Ella sabe que amo a mi chico.
Ella sabe que juego con una chica.
Ella sabe que juego con todas las chicas que puedo (que son pocas, porque ya no puedo jugar por culpa de las pastillas).
Ella sabe que soy adicto a las pastillas.
Ella sabe que las pastillas me están matando.
Ella sabe que es exactamente así como quiero morir (así, o envenenado por un obispo).
Ella sabe que me ha perdido, que no soy el que conoció, que mi vida se fue al carajo.
Ella sabe que esa tarde me van a operar (de nuevo).
Ella lo organiza todo: el chofer me lleva a la clínica, me cubre con mantas, enciende la estufa portátil.
Ella llega antes de la operación. Me besa en los labios. Me dice Gordi. Me mira como si el tiempo no hubiera pasado, como si fuésemos los amantes de antes.
No sabemos si el bulto que me van a extirpar es benigno o maligno. Le digo que nada que salga de mi pecho podría ser benigno. Ella se ríe. Suele reírse de mis bromas (incluso cuando no le hacen gracia).
Ella está allí, a mi lado, cuidándome, vigilando cada detalle, espantando a las enfermeras acosadoras.
Ella me acompaña hasta la sala de operaciones. No la dejan entrar. Nos despedimos. Me da un beso. Le recuerdo que el testamento lo tiene mi amigo, el abogado, el que será mi vicepresidente. Le recuerdo las cuentas que tengo escondidas por aquí y por allá (sobre todo, por allá).
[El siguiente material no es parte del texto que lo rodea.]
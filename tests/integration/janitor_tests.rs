//! Janitor integration tests.
//!
//! Tests verify the periodic sweep removes signatures issued through the API
//! once the clock passes their expiry, and leaves live signatures alone.

use std::sync::Arc;
use std::time::Duration;

use axum::http::StatusCode;

use pixel_gateway::Janitor;

use super::test_utils::{assert_error, TestApp};

#[tokio::test]
async fn test_sweep_removes_only_expired_signatures() {
    let app = TestApp::new();
    let stale = app.issue_signature().await;
    app.clock.advance(6_000);
    let fresh = app.issue_signature().await;

    app.clock.advance(5_000);
    let janitor = Janitor::new(Arc::clone(&app.registry));
    assert_eq!(janitor.sweep().await, 1);

    // Swept tokens are simply unknown
    let response = app.generate(&stale, "late").await;
    assert_error(response, StatusCode::UNAUTHORIZED, "Invalid signature").await;

    let response = app.generate(&fresh, "on time").await;
    assert_eq!(response.status(), StatusCode::OK);
}

#[tokio::test]
async fn test_background_janitor_runs_until_shutdown() {
    let app = TestApp::new();
    for _ in 0..3 {
        app.issue_signature().await;
    }
    app.clock.advance(30_000);

    let handle = Janitor::with_interval(Arc::clone(&app.registry), Duration::from_millis(5)).spawn();

    let mut attempts = 0;
    while !app.registry.is_empty().await && attempts < 200 {
        tokio::time::sleep(Duration::from_millis(5)).await;
        attempts += 1;
    }
    assert!(app.registry.is_empty().await);

    handle.shutdown().await;

    // No sweeps after shutdown
    app.issue_signature().await;
    app.clock.advance(30_000);
    tokio::time::sleep(Duration::from_millis(30)).await;
    assert_eq!(app.registry.len().await, 1);
}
Le ruego que, si no despierto, organice unos funerales discretos, sin presencia de curas ni predicadores.
Ella está a mi lado cuando despierto. Ya no está a mi lado cuando despierto todas las mañanas (quiero decir, todas las tardes). Pero esa tarde, después de la operación, está a mi lado cuando despierto.
No le importa que ame a un chico y que juegue con una o varias chicas y ya no juegue con ella. Me quiere. Me quiere como si fuera su hijo. Yo la quiero como si fuera mi hija. No me queda claro si ella es mi madre o yo su padre o si ambas cosas son posibles a la vez.
Ella llama a la enfermera y le ordena que me pongan más morfina. Sabe lo mucho que me gusta la morfina. Sabe que no es improbable que en unos años termine asaltando hospitales públicos para robar morfina de madrugada.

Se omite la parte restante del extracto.